How Robert Fico rose to dominate Slovak politics

Fico in Handlova before shooting
[Reuters]

Robert Fico's ability to reinvent himself has kept him at the top of Slovakia’s politics despite repeated scandals.

Now surgeons are battling to save his life after an assassination attempt that followed a government meeting in a small town.

His most recent fall from grace was in 2018, when mass protests forced his resignation in the wake of the murder of investigative journalist Jan Kuciak and his fiancée.

Turning to the then president Andrej Kiska – one of many political enemies – he vowed to return to politics.

“I’m not going anywhere. Don’t worry,” he said.

And he was right.

Initially stunned by the sudden fall – and swiftly replaced as PM by his party protégé Peter Pellegrini – Fico appeared to be heading for the political wilderness.

After a humiliating election defeat for their leftist Smer party, Pellegrini abandoned him, forming a new centre-left party, Hlas.

But the Covid crisis created fresh opportunity for Robert Fico. He began appearing at mass demonstrations against the centre-right government’s restrictions to counter the pandemic.

Those demonstrations became increasingly unruly and ugly. Fico stood at the head of them, rousing the angry crowds with megaphone in hand, even being arrested at one point.

As Covid faded from the headlines, he found a new cause – Ukraine.

The September 2023 election was won – partly – on a pledge to send "not one more round of ammunition" to Kyiv, promising to reverse the Slovak government’s policy of arming Ukraine with artillery shells, heavy weapons and even fighter jets.

And after he won those elections, forming a coalition with Peter Pellegrini - the man who had betrayed him - as well the ultra-nationalist Slovak National Party – he doubled down on that policy.

In February as the world marked the conflict’s second anniversary, Mr Fico reiterated his opposition to the west’s policy of arming Kyiv.

There was no military solution to the conflict, he said, and sending weapons to Ukraine would only fill more graves in the country’s cemeteries.

Russia would never relinquish Crimea, or the parts of the eastern Donbas region it has taken, and instead Kyiv should lay down its arms and sue for peace, he said.

Vladimir Putin, Mr Fico said, had been "wrongly demonised" by the west.

During the six months he has been in office this time, he and his coalition allies have taken a sledgehammer to Slovakia’s institutions.

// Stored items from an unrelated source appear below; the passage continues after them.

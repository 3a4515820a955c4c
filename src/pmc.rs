use chrono::NaiveDate;
use serde::{Deserialize, Serialize};
use std::collections::BTreeMap;
use tracing::{debug, warn};

use crate::config::MetricsConfig;
use crate::error::CalculationError;
use crate::metrics;

/// Chronic and acute training load carried from one day to the next.
///
/// The caller owns this value between calculations; nothing is stored here.
#[derive(Debug, Clone, Copy, PartialEq, Default, Serialize, Deserialize)]
pub struct TrainingLoad {
    /// Chronic Training Load (fitness)
    pub ctl: f64,
    /// Acute Training Load (fatigue)
    pub atl: f64,
}

impl TrainingLoad {
    pub const ZERO: TrainingLoad = TrainingLoad { ctl: 0.0, atl: 0.0 };

    pub fn new(ctl: f64, atl: f64) -> Self {
        TrainingLoad { ctl, atl }
    }

    /// Loads after one more day with the given TSS
    pub fn advance(self, training_stress_score: f64, config: &MetricsConfig) -> Self {
        TrainingLoad {
            ctl: metrics::chronic_training_load(
                self.ctl,
                training_stress_score,
                config.ctl_time_constant,
            ),
            atl: metrics::acute_training_load(
                self.atl,
                training_stress_score,
                config.atl_time_constant,
            ),
        }
    }

    /// Training Stress Balance (CTL - ATL)
    pub fn balance(&self) -> f64 {
        metrics::training_stress_balance(self.ctl, self.atl)
    }
}

/// Performance Management Chart (PMC) metrics for one day
#[derive(Debug, Clone, PartialEq, Serialize, Deserialize)]
pub struct PmcMetrics {
    /// Date these metrics are calculated for
    pub date: Option<NaiveDate>,

    /// Day index from the start of the series
    pub day: usize,

    /// TSS applied on this day
    pub daily_tss: f64,

    /// Chronic Training Load at the end of the day
    pub ctl: f64,

    /// Acute Training Load at the end of the day
    pub atl: f64,

    /// Training Stress Balance going into the day (yesterday's CTL - ATL)
    pub tsb: f64,

    /// CTL change per week, once enough days are available
    pub ctl_ramp_rate: Option<f64>,
}

/// Training Stress Balance interpretation ranges
#[derive(Debug, Clone, Copy, PartialEq, Eq, Serialize, Deserialize)]
pub enum TsbInterpretation {
    VeryFresh,    // +25 and above
    Fresh,        // +5 to +25
    Neutral,      // -10 to +5
    Fatigued,     // -30 to -10
    VeryFatigued, // Below -30
}

impl TsbInterpretation {
    /// Get TSB interpretation from numeric value
    pub fn from_tsb(tsb: f64) -> Self {
        if tsb >= 25.0 {
            TsbInterpretation::VeryFresh
        } else if tsb >= 5.0 {
            TsbInterpretation::Fresh
        } else if tsb >= -10.0 {
            TsbInterpretation::Neutral
        } else if tsb >= -30.0 {
            TsbInterpretation::Fatigued
        } else {
            TsbInterpretation::VeryFatigued
        }
    }

    pub fn description(&self) -> &'static str {
        match self {
            TsbInterpretation::VeryFresh => "Very fresh (may be losing fitness)",
            TsbInterpretation::Fresh => "Fresh and ready for hard training/racing",
            TsbInterpretation::Neutral => "Neutral (normal training)",
            TsbInterpretation::Fatigued => "Fatigued (monitor closely)",
            TsbInterpretation::VeryFatigued => "Very fatigued (rest needed)",
        }
    }
}

#[derive(Debug, Clone, Copy, PartialEq, Eq, Serialize, Deserialize)]
pub enum TrendDirection {
    Increasing,
    Stable,
    Decreasing,
}

/// PMC trend analysis results
#[derive(Debug, Clone, PartialEq, Serialize, Deserialize)]
pub struct PmcTrends {
    pub ctl_trend: TrendDirection,
    pub atl_trend: TrendDirection,
    pub tsb_trend: TrendDirection,

    /// Average CTL ramp rate (TSS/week)
    pub avg_ctl_ramp_rate: f64,
}

/// PMC calculation engine
#[derive(Debug, Clone, Default)]
pub struct PmcCalculator {
    config: MetricsConfig,
}

impl PmcCalculator {
    pub fn new() -> Self {
        PmcCalculator {
            config: MetricsConfig::default(),
        }
    }

    pub fn with_config(config: MetricsConfig) -> Self {
        PmcCalculator { config }
    }

    pub fn config(&self) -> &MetricsConfig {
        &self.config
    }

    /// Today's CTL from yesterday's value, using the configured time constant
    pub fn chronic_training_load(
        &self,
        previous: f64,
        training_stress_score: f64,
    ) -> Result<f64, CalculationError> {
        const CALCULATION: &str = "chronic training load";

        let time_constant = self.config.ctl_time_constant;
        self.check_time_constant(CALCULATION, time_constant)?;
        let ctl = metrics::chronic_training_load(previous, training_stress_score, time_constant);
        self.check_finite(CALCULATION, ctl)
    }

    /// Today's ATL from yesterday's value, using the configured time constant
    pub fn acute_training_load(
        &self,
        previous: f64,
        training_stress_score: f64,
    ) -> Result<f64, CalculationError> {
        const CALCULATION: &str = "acute training load";

        let time_constant = self.config.atl_time_constant;
        self.check_time_constant(CALCULATION, time_constant)?;
        let atl = metrics::acute_training_load(previous, training_stress_score, time_constant);
        self.check_finite(CALCULATION, atl)
    }

    fn check_time_constant(
        &self,
        calculation: &str,
        time_constant: f64,
    ) -> Result<(), CalculationError> {
        if self.config.is_strict() && (!time_constant.is_finite() || time_constant <= 0.0) {
            return Err(CalculationError::invalid_parameter(
                calculation,
                "time_constant",
                time_constant,
            ));
        }
        Ok(())
    }

    fn check_finite(&self, calculation: &str, value: f64) -> Result<f64, CalculationError> {
        if value.is_finite() {
            return Ok(value);
        }
        if self.config.is_strict() {
            return Err(CalculationError::non_finite(calculation));
        }

        warn!(calculation, value, "Non-finite result passed through in compatible mode");
        Ok(value)
    }

    /// Fold an ordered sequence of daily TSS values into a PMC series
    pub fn project(
        &self,
        initial: TrainingLoad,
        daily_scores: &[f64],
    ) -> Result<Vec<PmcMetrics>, CalculationError> {
        self.fold_days(initial, daily_scores.iter().map(|&tss| (None, tss)))
    }

    /// PMC series for every calendar day from `start_date` to `end_date`.
    ///
    /// Days missing from `daily_tss` count as rest days (TSS 0).
    pub fn calculate_series(
        &self,
        daily_tss: &BTreeMap<NaiveDate, f64>,
        start_date: NaiveDate,
        end_date: NaiveDate,
        initial: TrainingLoad,
    ) -> Result<Vec<PmcMetrics>, CalculationError> {
        if start_date > end_date {
            return Err(CalculationError::InvalidDateRange {
                start: start_date.to_string(),
                end: end_date.to_string(),
            });
        }

        let days = start_date
            .iter_days()
            .take_while(|date| *date <= end_date)
            .map(|date| (Some(date), daily_tss.get(&date).copied().unwrap_or(0.0)));

        self.fold_days(initial, days)
    }

    /// In strict mode every input and every load must be finite
    fn fold_days(
        &self,
        initial: TrainingLoad,
        days: impl Iterator<Item = (Option<NaiveDate>, f64)>,
    ) -> Result<Vec<PmcMetrics>, CalculationError> {
        const CALCULATION: &str = "PMC series";
        let strict = self.config.is_strict();

        if strict {
            self.check_time_constant(CALCULATION, self.config.ctl_time_constant)?;
            self.check_time_constant(CALCULATION, self.config.atl_time_constant)?;
            for (parameter, value) in [("initial_ctl", initial.ctl), ("initial_atl", initial.atl)] {
                if !value.is_finite() {
                    return Err(CalculationError::invalid_parameter(CALCULATION, parameter, value));
                }
            }
        }

        let mut series: Vec<PmcMetrics> = Vec::new();
        let mut ctl_history = vec![initial.ctl];
        let mut load = initial;

        for (day, (date, daily_tss)) in days.enumerate() {
            if strict && !daily_tss.is_finite() {
                return Err(CalculationError::invalid_parameter(
                    CALCULATION,
                    "daily_tss",
                    daily_tss,
                ));
            }

            let tsb = load.balance();
            load = load.advance(daily_tss, &self.config);
            if strict && !(load.ctl.is_finite() && load.atl.is_finite()) {
                return Err(CalculationError::non_finite(CALCULATION));
            }
            ctl_history.push(load.ctl);

            series.push(PmcMetrics {
                date,
                day,
                daily_tss,
                ctl: load.ctl,
                atl: load.atl,
                tsb,
                ctl_ramp_rate: self.ctl_ramp_rate(&ctl_history),
            });
        }

        debug!(
            days = series.len(),
            ctl = load.ctl,
            atl = load.atl,
            "Calculated PMC series"
        );

        Ok(series)
    }

    /// CTL change per week over the configured ramp period
    fn ctl_ramp_rate(&self, ctl_history: &[f64]) -> Option<f64> {
        let days = self.config.ramp_rate_days as usize;
        if days == 0 || ctl_history.len() <= days {
            return None;
        }

        let recent_ctl = ctl_history[ctl_history.len() - 1];
        let past_ctl = ctl_history[ctl_history.len() - 1 - days];
        let weeks = days as f64 / 7.0;

        Some((recent_ctl - past_ctl) / weeks)
    }

    /// Analyze PMC trends over a period
    pub fn analyze_trends(
        &self,
        pmc_series: &[PmcMetrics],
    ) -> Result<PmcTrends, CalculationError> {
        let (first, last) = match pmc_series {
            [first, .., last] => (first, last),
            _ => {
                return Err(CalculationError::InsufficientData {
                    calculation: "PMC trends".to_string(),
                    reason: "need at least 2 days".to_string(),
                })
            }
        };

        let ramp_rates: Vec<f64> = pmc_series.iter().filter_map(|m| m.ctl_ramp_rate).collect();
        let avg_ctl_ramp_rate = if ramp_rates.is_empty() {
            0.0
        } else {
            ramp_rates.iter().sum::<f64>() / ramp_rates.len() as f64
        };

        Ok(PmcTrends {
            ctl_trend: Self::determine_trend(first.ctl, last.ctl),
            atl_trend: Self::determine_trend(first.atl, last.atl),
            tsb_trend: Self::determine_trend(first.tsb, last.tsb),
            avg_ctl_ramp_rate,
        })
    }

    /// Trend direction with a 5% change threshold
    fn determine_trend(start: f64, end: f64) -> TrendDirection {
        let percent_change = (end - start) / start.abs().max(1.0);

        if percent_change > 0.05 {
            TrendDirection::Increasing
        } else if percent_change < -0.05 {
            TrendDirection::Decreasing
        } else {
            TrendDirection::Stable
        }
    }
}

Reform of the criminal justice system included abolition of the Special Prosecutor’s Office, set up 20 years ago to investigation serious crime and corruption.

The office had been overseeing the Kuciak murders, and six years on, securing a conviction now seems more distant than ever.

protest against measures to shut national broadcaster, 2 May
"Hands off RTVS" - protesters are angry at Mr Fico's plans to shut the national broadcaster [EPA]

The national broadcaster – RTVS – is to be shut down in June and replaced with a new body with a new director.

Mr Fico says RTVS cannot be objective as it is in permanent conflict with his government, and this ‘unsustainable’ situation can only be rectified by replacing it.

Observers – including the opposition, the European Commission and the European Broadcasting Union – have warned the move would be a blow to media freedom in Slovakia.

Parliament had begun debating the proposal in earnest on Wednesday morning when news of the shooting broke. An opposition demonstration against the proposal was quickly cancelled.

Media reports that the gunman – reported to be a 71-year-old man from southern Slovakia – had been motivated by the move to shut down RTVS have not been confirmed. Meanwhile a Hungarian investigative journalist said the man had previously been associated with a pro-Russian paramilitary group.

The man’s identity is being reported widely by the Slovak media, but his motive remains unclear.

However if 59-year-old political veteran Mr Fico pulls through, he will likely draw new strength from this attempt on his life.

Amid the calls for calm and an end to the hateful rhetoric, his closest political allies are already laying the blame squarely on the liberal opposition and the media.

One coalition ally – deputy prime minister Andrej Danko – said the country was heading for "political war".

The political temperature has certainly risen in Slovakia since he formed what is his fourth administration in October.

But this shooting propels the country into wholly uncharted territory.